Content starts
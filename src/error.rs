//! Error types for the data source layer.
//!
//! Every failure carries a stable category string so callers can render
//! guidance without parsing messages. Raw driver errors are classified here
//! and never surface as the primary message.

use serde::Serialize;
use thiserror::Error;

/// Why a connectivity probe failed.
#[derive(Debug, Clone, Copy, PartialEq, Eq, Hash, Serialize)]
#[serde(rename_all = "snake_case")]
pub enum ConnectionFailureCause {
    Refused,
    HostNotFound,
    Timeout,
    AuthFailed,
    DatabaseMissing,
    TlsMismatch,
    Other,
}

impl ConnectionFailureCause {
    /// Classify a driver message into a failure cause.
    pub fn classify(message: &str) -> Self {
        let lower = message.to_lowercase();

        if lower.contains("connection refused") || lower.contains("refused") {
            Self::Refused
        } else if lower.contains("failed to lookup address")
            || lower.contains("name or service not known")
            || lower.contains("no such host")
            || lower.contains("nodename nor servname")
            || lower.contains("dns")
        {
            Self::HostNotFound
        } else if lower.contains("timed out") || lower.contains("timeout") {
            Self::Timeout
        } else if lower.contains("password")
            || lower.contains("authentication")
            || lower.contains("access denied")
            || lower.contains("auth failed")
        {
            Self::AuthFailed
        } else if lower.contains("does not exist")
            || lower.contains("unknown database")
            || lower.contains("unable to open database")
        {
            Self::DatabaseMissing
        } else if lower.contains("tls") || lower.contains("ssl") || lower.contains("certificate") {
            Self::TlsMismatch
        } else {
            Self::Other
        }
    }

    pub fn as_str(&self) -> &'static str {
        match self {
            Self::Refused => "refused",
            Self::HostNotFound => "host_not_found",
            Self::Timeout => "timeout",
            Self::AuthFailed => "auth_failed",
            Self::DatabaseMissing => "database_missing",
            Self::TlsMismatch => "tls_mismatch",
            Self::Other => "other",
        }
    }

    /// Human-readable next step for this cause.
    pub fn suggestion(&self) -> &'static str {
        match self {
            Self::Refused => "Check that the database server is running and accepting connections on this port",
            Self::HostNotFound => "Check the host name; it could not be resolved",
            Self::Timeout => "The server did not answer in time; check network reachability and firewalls",
            Self::AuthFailed => "Verify the username and password",
            Self::DatabaseMissing => "Check that the database (or database file) exists",
            Self::TlsMismatch => "Check the TLS setting; the server and client disagree on encryption",
            Self::Other => "Verify the connection parameters",
        }
    }
}

impl std::fmt::Display for ConnectionFailureCause {
    fn fmt(&self, f: &mut std::fmt::Formatter<'_>) -> std::fmt::Result {
        f.write_str(self.as_str())
    }
}

/// Category of a statement the engine rejected or failed.
#[derive(Debug, Clone, Copy, PartialEq, Eq, Hash, Serialize)]
#[serde(rename_all = "snake_case")]
pub enum ExecutionErrorKind {
    Syntax,
    MissingObject,
    Permission,
    Timeout,
    Other,
}

impl ExecutionErrorKind {
    /// Classify from an SQLSTATE / vendor code and the driver message.
    pub fn classify(code: Option<&str>, message: &str) -> Self {
        match code {
            // PostgreSQL SQLSTATE
            Some("42601") => return Self::Syntax,
            Some("42P01") | Some("42703") | Some("42883") | Some("3F000") => {
                return Self::MissingObject;
            }
            Some("42501") => return Self::Permission,
            Some("57014") => return Self::Timeout,
            // MySQL vendor codes / SQLSTATE
            Some("1064") | Some("42000") if message.to_lowercase().contains("syntax") => {
                return Self::Syntax;
            }
            Some("1146") | Some("1054") | Some("1049") | Some("42S02") | Some("42S22") => {
                return Self::MissingObject;
            }
            Some("1142") | Some("1143") | Some("1044") | Some("1045") => return Self::Permission,
            _ => {}
        }

        let lower = message.to_lowercase();
        if lower.contains("syntax error") || lower.contains("incomplete input") {
            Self::Syntax
        } else if lower.contains("no such table")
            || lower.contains("no such column")
            || lower.contains("does not exist")
            || lower.contains("doesn't exist")
            || lower.contains("unknown column")
        {
            Self::MissingObject
        } else if lower.contains("permission denied")
            || lower.contains("not authorized")
            || lower.contains("command denied")
            || lower.contains("readonly database")
            || lower.contains("read-only")
        {
            Self::Permission
        } else if lower.contains("timeout") || lower.contains("timed out") {
            Self::Timeout
        } else {
            Self::Other
        }
    }

    pub fn as_str(&self) -> &'static str {
        match self {
            Self::Syntax => "syntax",
            Self::MissingObject => "missing_object",
            Self::Permission => "permission",
            Self::Timeout => "timeout",
            Self::Other => "other",
        }
    }

    pub fn suggestion(&self) -> &'static str {
        match self {
            Self::Syntax => "Check the SQL syntax for this database dialect",
            Self::MissingObject => "Check table and column names against the discovered schema",
            Self::Permission => "The database user lacks privileges for this statement",
            Self::Timeout => "Narrow the query or add a row limit",
            Self::Other => "Check the statement and the database server logs",
        }
    }
}

impl std::fmt::Display for ExecutionErrorKind {
    fn fmt(&self, f: &mut std::fmt::Formatter<'_>) -> std::fmt::Result {
        f.write_str(self.as_str())
    }
}

#[derive(Error, Debug)]
pub enum DbError {
    #[error("Invalid connection profile: {message}")]
    Validation { message: String },

    #[error("Connection test failed ({cause}): {message}")]
    ConnectionTest {
        cause: ConnectionFailureCause,
        message: String,
    },

    #[error("Schema discovery failed: {message}")]
    Discovery { message: String },

    #[error("Query rejected: {reason}")]
    SecurityValidation {
        /// Leading keyword or rule that triggered the rejection.
        rule: String,
        reason: String,
    },

    #[error("Query failed ({kind}): {message}")]
    Execution {
        kind: ExecutionErrorKind,
        message: String,
        /// e.g., "42P01" for undefined table
        sql_state: Option<String>,
    },

    #[error("Connection not found: {connection_id}")]
    NotFound { connection_id: String },

    #[error("{engine} does not support {operation}")]
    UnsupportedEngine { engine: String, operation: String },

    #[error("Not configured: {message}")]
    NotConfigured { message: String },

    #[error("Connection store error: {message}")]
    Storage { message: String },

    #[error("Timeout: {operation} exceeded {elapsed_secs}s")]
    Timeout {
        operation: String,
        elapsed_secs: u64,
    },

    #[error("Internal error: {message}")]
    Internal { message: String },
}

impl DbError {
    pub fn validation(message: impl Into<String>) -> Self {
        Self::Validation {
            message: message.into(),
        }
    }

    pub fn connection_test(cause: ConnectionFailureCause, message: impl Into<String>) -> Self {
        Self::ConnectionTest {
            cause,
            message: message.into(),
        }
    }

    pub fn discovery(message: impl Into<String>) -> Self {
        Self::Discovery {
            message: message.into(),
        }
    }

    pub fn security(rule: impl Into<String>, reason: impl Into<String>) -> Self {
        Self::SecurityValidation {
            rule: rule.into(),
            reason: reason.into(),
        }
    }

    pub fn execution(
        kind: ExecutionErrorKind,
        message: impl Into<String>,
        sql_state: Option<String>,
    ) -> Self {
        Self::Execution {
            kind,
            message: message.into(),
            sql_state,
        }
    }

    pub fn not_found(connection_id: impl Into<String>) -> Self {
        Self::NotFound {
            connection_id: connection_id.into(),
        }
    }

    pub fn unsupported(engine: impl std::fmt::Display, operation: impl Into<String>) -> Self {
        Self::UnsupportedEngine {
            engine: engine.to_string(),
            operation: operation.into(),
        }
    }

    pub fn not_configured(message: impl Into<String>) -> Self {
        Self::NotConfigured {
            message: message.into(),
        }
    }

    pub fn storage(message: impl Into<String>) -> Self {
        Self::Storage {
            message: message.into(),
        }
    }

    pub fn timeout(operation: impl Into<String>, elapsed_secs: u64) -> Self {
        Self::Timeout {
            operation: operation.into(),
            elapsed_secs,
        }
    }

    pub fn internal(message: impl Into<String>) -> Self {
        Self::Internal {
            message: message.into(),
        }
    }

    /// Stable category identifier for this error.
    pub fn category(&self) -> &'static str {
        match self {
            Self::Validation { .. } => "validation_error",
            Self::ConnectionTest { .. } => "connection_test_error",
            Self::Discovery { .. } => "discovery_error",
            Self::SecurityValidation { .. } => "security_validation_error",
            Self::Execution { .. } => "execution_error",
            Self::NotFound { .. } => "not_found_error",
            Self::UnsupportedEngine { .. } => "unsupported_engine_error",
            Self::NotConfigured { .. } => "not_configured",
            Self::Storage { .. } => "storage_error",
            Self::Timeout { .. } => "timeout",
            Self::Internal { .. } => "internal_error",
        }
    }

    /// Get the suggestion for this error, if available.
    pub fn suggestion(&self) -> Option<&'static str> {
        match self {
            Self::ConnectionTest { cause, .. } => Some(cause.suggestion()),
            Self::Execution { kind, .. } => Some(kind.suggestion()),
            Self::SecurityValidation { .. } => {
                Some("Only single read-only statements (SELECT, WITH, SHOW, EXPLAIN, DESCRIBE) are accepted")
            }
            Self::NotFound { .. } => Some("List the stored connections to find a valid id"),
            Self::Timeout { .. } => Some("Consider increasing the timeout or narrowing the query"),
            _ => None,
        }
    }

    /// Serialisable form for the component boundary.
    pub fn report(&self) -> ErrorReport {
        ErrorReport {
            category: self.category(),
            message: self.to_string(),
            suggestion: self.suggestion(),
        }
    }
}

/// Category, message and suggestion of a failed operation.
#[derive(Debug, Clone, Serialize)]
pub struct ErrorReport {
    pub category: &'static str,
    pub message: String,
    #[serde(skip_serializing_if = "Option::is_none")]
    pub suggestion: Option<&'static str>,
}
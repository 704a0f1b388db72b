//! Database connection and schema abstraction layer.
//!
//! Stores connection profiles, caches one pool per profile, introspects
//! schemas into one normalized shape and runs validated read-only SQL
//! against PostgreSQL, MySQL and SQLite. MongoDB is supported for probing
//! and schema discovery.

pub mod config;
pub mod db;
pub mod dialect;
pub mod error;
pub mod models;
pub mod registry;
pub mod service;
pub mod telemetry;

pub use config::Config;
pub use error::{DbError, DbResult};
pub use service::DataSourceService;
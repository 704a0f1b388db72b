//! JSON document store for connection profiles.
//!
//! The whole profile set is read and written as one document. Writes go to a
//! temporary file in the target directory, are fsynced, and then renamed over
//! the target, so a crash mid-write leaves the previous document intact.

use crate::error::{DbError, DbResult};
use crate::models::ConnectionProfile;
use serde::{Deserialize, Serialize};
use std::io::Write;
use std::path::{Path, PathBuf};
use tracing::debug;

/// Current on-disk document version.
pub const DOCUMENT_VERSION: u32 = 1;

#[derive(Debug, Serialize, Deserialize)]
struct ProfileDocument {
    version: u32,
    #[serde(default)]
    connections: Vec<ConnectionProfile>,
}

/// File-backed store for the full profile set.
#[derive(Debug, Clone)]
pub struct ProfileStore {
    path: PathBuf,
}

impl ProfileStore {
    pub fn new(path: impl Into<PathBuf>) -> Self {
        Self { path: path.into() }
    }

    pub fn path(&self) -> &Path {
        &self.path
    }

    /// Read every stored profile. A missing file is an empty set.
    pub async fn load(&self) -> DbResult<Vec<ConnectionProfile>> {
        let content = match tokio::fs::read_to_string(&self.path).await {
            Ok(content) => content,
            Err(e) if e.kind() == std::io::ErrorKind::NotFound => {
                debug!(path = %self.path.display(), "No connection document yet");
                return Ok(Vec::new());
            }
            Err(e) => {
                return Err(DbError::storage(format!(
                    "Failed to read {}: {}",
                    self.path.display(),
                    e
                )));
            }
        };

        if content.trim().is_empty() {
            return Ok(Vec::new());
        }

        let document: ProfileDocument = serde_json::from_str(&content)?;
        if document.version > DOCUMENT_VERSION {
            return Err(DbError::storage(format!(
                "Connection document version {} is newer than supported version {}",
                document.version, DOCUMENT_VERSION
            )));
        }
        Ok(document.connections)
    }

    /// Replace the stored set with `profiles`.
    pub async fn save(&self, profiles: &[ConnectionProfile]) -> DbResult<()> {
        let document = ProfileDocument {
            version: DOCUMENT_VERSION,
            connections: profiles.to_vec(),
        };
        let bytes = serde_json::to_vec_pretty(&document)?;
        let path = self.path.clone();

        tokio::task::spawn_blocking(move || write_atomic(&path, &bytes))
            .await
            .map_err(|e| DbError::internal(format!("Store writer task failed: {e}")))??;

        debug!(path = %self.path.display(), count = profiles.len(), "Saved connection document");
        Ok(())
    }
}

fn write_atomic(path: &Path, bytes: &[u8]) -> DbResult<()> {
    let dir = match path.parent() {
        Some(parent) if !parent.as_os_str().is_empty() => parent.to_path_buf(),
        _ => PathBuf::from("."),
    };
    std::fs::create_dir_all(&dir)?;

    let mut tmp = tempfile::NamedTempFile::new_in(&dir)?;
    tmp.write_all(bytes)?;
    tmp.as_file().sync_all()?;

    #[cfg(unix)]
    {
        use std::os::unix::fs::PermissionsExt;
        std::fs::set_permissions(tmp.path(), std::fs::Permissions::from_mode(0o600))?;
    }

    tmp.persist(path)
        .map_err(|e| DbError::storage(format!("Failed to replace {}: {}", path.display(), e)))?;
    Ok(())
}

#[cfg(test)]
mod tests {
    use super::*;
    use crate::models::ConnectionDraft;

    fn profile(name: &str) -> ConnectionProfile {
        ConnectionDraft::sqlite(name, "/tmp/does-not-matter.db").into_profile()
    }

    #[tokio::test]
    async fn test_missing_file_loads_empty() {
        let dir = tempfile::tempdir().unwrap();
        let store = ProfileStore::new(dir.path().join("connections.json"));
        assert!(store.load().await.unwrap().is_empty());
    }

    #[tokio::test]
    async fn test_save_then_load() {
        let dir = tempfile::tempdir().unwrap();
        let store = ProfileStore::new(dir.path().join("nested").join("connections.json"));
        let profiles = vec![profile("a"), profile("b")];

        store.save(&profiles).await.unwrap();
        let loaded = store.load().await.unwrap();

        let names: Vec<&str> = loaded.iter().map(|p| p.name.as_str()).collect();
        assert_eq!(names, vec!["a", "b"]);
        assert_eq!(loaded[0].id, profiles[0].id);
    }

    #[tokio::test]
    async fn test_document_has_version() {
        let dir = tempfile::tempdir().unwrap();
        let path = dir.path().join("connections.json");
        ProfileStore::new(&path).save(&[profile("a")]).await.unwrap();

        let raw: serde_json::Value =
            serde_json::from_str(&std::fs::read_to_string(&path).unwrap()).unwrap();
        assert_eq!(raw["version"], 1);
        assert_eq!(raw["connections"].as_array().unwrap().len(), 1);
    }

    #[cfg(unix)]
    #[tokio::test]
    async fn test_document_is_owner_only() {
        use std::os::unix::fs::PermissionsExt;

        let dir = tempfile::tempdir().unwrap();
        let path = dir.path().join("connections.json");
        ProfileStore::new(&path).save(&[]).await.unwrap();

        let mode = std::fs::metadata(&path).unwrap().permissions().mode();
        assert_eq!(mode & 0o777, 0o600);
    }

    #[tokio::test]
    async fn test_malformed_document_is_storage_error() {
        let dir = tempfile::tempdir().unwrap();
        let path = dir.path().join("connections.json");
        std::fs::write(&path, "{not json").unwrap();

        let err = ProfileStore::new(&path).load().await.unwrap_err();
        assert!(matches!(err, DbError::Storage { .. }));
    }

    #[test]
    fn test_empty_file_loads_empty() {
        let dir = tempfile::tempdir().unwrap();
        let path = dir.path().join("connections.json");
        std::fs::write(&path, "").unwrap();

        let loaded = tokio_test::block_on(ProfileStore::new(&path).load()).unwrap();
        assert!(loaded.is_empty());
    }
}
Content ends
Tell how many lines in the data hold the string "ErrorReport". Only the number is wanted.

● Worked solution: 3